//! Parabolic SAR (Stop And Reverse).
//!
//! Initial direction comes from the directional movement of the first two
//! candles: a positive -DM starts short, anything else starts long.
//! The SAR reported for candle i is the stop computed from history before i;
//! on a reversal the stop jumps to the prior extreme point and the
//! acceleration factor resets. The stop never enters the range of the
//! current or previous candle.
//!
//! Warmup: candle 0 is invalid.

use crate::domain::indicator::{IndicatorSeries, IndicatorType};
use crate::domain::ohlcv::Candle;

pub fn calculate_sar(
    candles: &[Candle],
    acceleration_x1000: u32,
    maximum_x1000: u32,
) -> IndicatorSeries {
    let raw = sar_raw(
        candles,
        acceleration_x1000 as f64 / 1000.0,
        maximum_x1000 as f64 / 1000.0,
    );
    IndicatorSeries::from_raw(
        IndicatorType::ParabolicSar {
            acceleration_x1000,
            maximum_x1000,
        },
        candles,
        &raw,
    )
}

fn sar_raw(candles: &[Candle], acceleration: f64, maximum: f64) -> Vec<f64> {
    let n = candles.len();
    let mut out = vec![f64::NAN; n];
    if n < 2 {
        return out;
    }
    let acceleration = acceleration.min(maximum);

    let up_move = candles[1].high - candles[0].high;
    let down_move = candles[0].low - candles[1].low;
    let mut is_long = !(down_move > 0.0 && up_move < down_move);

    let mut af = acceleration;
    let (mut ep, mut sar) = if is_long {
        (candles[1].high, candles[0].low)
    } else {
        (candles[1].low, candles[0].high)
    };

    let mut new_high = candles[1].high;
    let mut new_low = candles[1].low;

    for (i, candle) in candles.iter().enumerate().skip(1) {
        let prev_low = new_low;
        let prev_high = new_high;
        new_low = candle.low;
        new_high = candle.high;

        if is_long {
            if new_low <= sar {
                is_long = false;
                sar = ep.max(prev_high).max(new_high);
                out[i] = sar;

                af = acceleration;
                ep = new_low;
                sar += af * (ep - sar);
                sar = sar.max(prev_high).max(new_high);
            } else {
                out[i] = sar;
                if new_high > ep {
                    ep = new_high;
                    af = (af + acceleration).min(maximum);
                }
                sar += af * (ep - sar);
                sar = sar.min(prev_low).min(new_low);
            }
        } else if new_high >= sar {
            is_long = true;
            sar = ep.min(prev_low).min(new_low);
            out[i] = sar;

            af = acceleration;
            ep = new_high;
            sar += af * (ep - sar);
            sar = sar.min(prev_low).min(new_low);
        } else {
            out[i] = sar;
            if new_low < ep {
                ep = new_low;
                af = (af + acceleration).min(maximum);
            }
            sar += af * (ep - sar);
            sar = sar.max(prev_high).max(new_high);
        }
    }

    out
}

──────────

# TASK OBJECTIVE:
All lines above from the line with "let mut af = acceleration;" through the line with "sar = ep.max(prev_high).max(new_high);", both included, are to be set down exactly, with nothing else.

# EXPECTED OUTPUT:
    let mut af = acceleration;
    let (mut ep, mut sar) = if is_long {
        (candles[1].high, candles[0].low)
    } else {
        (candles[1].low, candles[0].high)
    };

    let mut new_high = candles[1].high;
    let mut new_low = candles[1].low;

    for (i, candle) in candles.iter().enumerate().skip(1) {
        let prev_low = new_low;
        let prev_high = new_high;
        new_low = candle.low;
        new_high = candle.high;

        if is_long {
            if new_low <= sar {
                is_long = false;
                sar = ep.max(prev_high).max(new_high);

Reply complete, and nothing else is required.